Complete transposition of the great arteries with intact ventricular septum and left ventricular outflow tract obstruction. Surgical management and anatomic considerations
- PMID: 491726
Complete transposition of the great arteries with intact ventricular septum and left ventricular outflow tract obstruction. Surgical management and anatomic considerations
Abstract
Surgical management of patients with complete transposition and intact ventricular septum may become difficult in the presence of left ventricular outflow tract obstruction. A Mustard operation and direct resection of the obstruction through the pulmonary artery has been the treatment of choice for this combination.

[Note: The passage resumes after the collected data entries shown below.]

//! AQL for a patient's vitals history.
//!
//! Both query shapes select every composition of one template in one EHR, newest first. The EHR
//! and template ids travel as `query_parameters` (`$ehr_id`, `$template_id`) and never appear in
//! the query text.

use crate::fields::FieldTable;
use crate::VitalsResult;
use clinic_types::{EhrId, TemplateId};
use openehr::AqlQuery;

/// Row layout requested from the repository.
#[derive(Clone, Copy, Debug, Default, PartialEq, Eq)]
pub enum QueryShape {
    /// One column holding the whole canonical composition (`SELECT c`).
    #[default]
    Composition,
    /// One scalar column per administrative field and per vital sign.
    Projection,
}

/// Composition-level columns of the projection shape, as `(alias, path below c)`.
pub const METADATA_COLUMNS: [(&str, &str); 8] = [
    ("uid", "uid/value"),
    ("start_time", "context/start_time/value"),
    ("category", "category/value"),
    ("setting", "context/setting/value"),
    ("language", "language/code_string"),
    ("territory", "territory/code_string"),
    ("composer_name", "composer/name"),
    ("template_id", "archetype_details/template_id/value"),
];

const FROM_WHERE_ORDER: &str = "FROM EHR e CONTAINS COMPOSITION c \
WHERE e/ehr_id/value = $ehr_id AND c/archetype_details/template_id/value = $template_id \
ORDER BY c/context/start_time/value DESC";

/// Build the history query for `ehr_id` and `template_id`.
///
/// # Errors
///
/// Fails only if the generated text stops referencing a bound parameter.
pub fn vitals_query(
    shape: QueryShape,
    ehr_id: &EhrId,
    template_id: &TemplateId,
    table: &FieldTable,
) -> VitalsResult<AqlQuery> {
    let select = match shape {
        QueryShape::Composition => "SELECT c".to_string(),
        QueryShape::Projection => projection_select(table),
    };

    let query = AqlQuery::new(format!("{select} {FROM_WHERE_ORDER}"))
        .bind("ehr_id", ehr_id.as_str())?
        .bind("template_id", template_id.as_str())?;
    Ok(query)
}

fn projection_select(table: &FieldTable) -> String {
    let mut columns: Vec<String> = METADATA_COLUMNS
        .iter()
        .map(|(alias, path)| format!("c/{path} AS {alias}"))
        .collect();

    columns.extend(table.fields().iter().map(|field| {
        format!(
            "c/content[{}]/{}/value AS {}",
            field.archetype_id,
            field.projection_path,
            field.sign.column_name()
        )
    }));

    format!("SELECT {}", columns.join(", "))
}

#[cfg(test)]
mod tests {
    use super::*;
    use serde_json::json;

    fn ids() -> (EhrId, TemplateId) {
        (
            EhrId::new("abc-123").expect("ehr id"),
            TemplateId::new("vitals.v1").expect("template id"),
        )
    }

    #[test]
    fn composition_query_binds_identifiers() {
        let (ehr_id, template_id) = ids();
        let query = vitals_query(QueryShape::Composition, &ehr_id, &template_id, &FieldTable::vitals())
            .expect("query");

        assert!(query.q.starts_with("SELECT c FROM EHR e CONTAINS COMPOSITION c"));
        assert!(query.q.ends_with("ORDER BY c/context/start_time/value DESC"));
        assert!(!query.q.contains("abc-123"));
        assert!(!query.q.contains("vitals.v1"));
        assert_eq!(query.query_parameters.get("ehr_id"), Some(&json!("abc-123")));
        assert_eq!(query.query_parameters.get("template_id"), Some(&json!("vitals.v1")));
    }

    #[test]
    fn projection_query_selects_every_field() {
        let (ehr_id, template_id) = ids();
        let table = FieldTable::vitals();
        let query = vitals_query(QueryShape::Projection, &ehr_id, &template_id, &table).expect("query");

        assert!(query.q.contains("c/uid/value AS uid"));
        assert!(query.q.contains("c/context/start_time/value AS start_time"));
        assert!(query.q.contains(
            "c/content[openEHR-EHR-OBSERVATION.blood_pressure.v2]/data[at0001]/events[at0006]/data[at0003]/items[at0004]/value AS systolic"
        ));
        assert!(query.q.contains(
            "c/content[openEHR-EHR-OBSERVATION.pulse_oximetry.v1]/data[at0001]/events[at0002]/data[at0003]/items[at0006]/value AS spo2"
        ));
        for field in table.fields() {
            assert!(query.q.contains(&format!(" AS {}", field.sign.column_name())));
        }
        assert_eq!(query.query_parameters.len(), 2);
    }

    #[test]
    fn serialises_for_the_query_endpoint() {
        let (ehr_id, template_id) = ids();
        let query = vitals_query(QueryShape::Composition, &ehr_id, &template_id, &FieldTable::vitals())
            .expect("query");
        let body = serde_json::to_value(&query).expect("json");
        assert_eq!(body["query_parameters"]["ehr_id"], json!("abc-123"));
        assert!(body["q"].as_str().is_some_and(|q| q.contains("$template_id")));
    }
}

Our study of the structure of the left ventricular outflow tract in four specimens with the anatomic findings of complete transposition, intact ventricular septum, and subpulmonary stenosis suggests that direct resection of the stenosis through the pulmonary artery can seldom be adequate without major risk of damaging either the mitral valve or the conduction tissue. An alternative procedure, namely, a combined Mustard operation and insertion of an external conduit from the left ventricle to the main pulmonary artery, has been employed in the management of six patients with this combination of lesions. One early and one late death occurred. Postoperative cardiac catheterization performed in all of the survivors before discharge from the hospital showed good relief of the stenosis and no significant gradient across the conduit.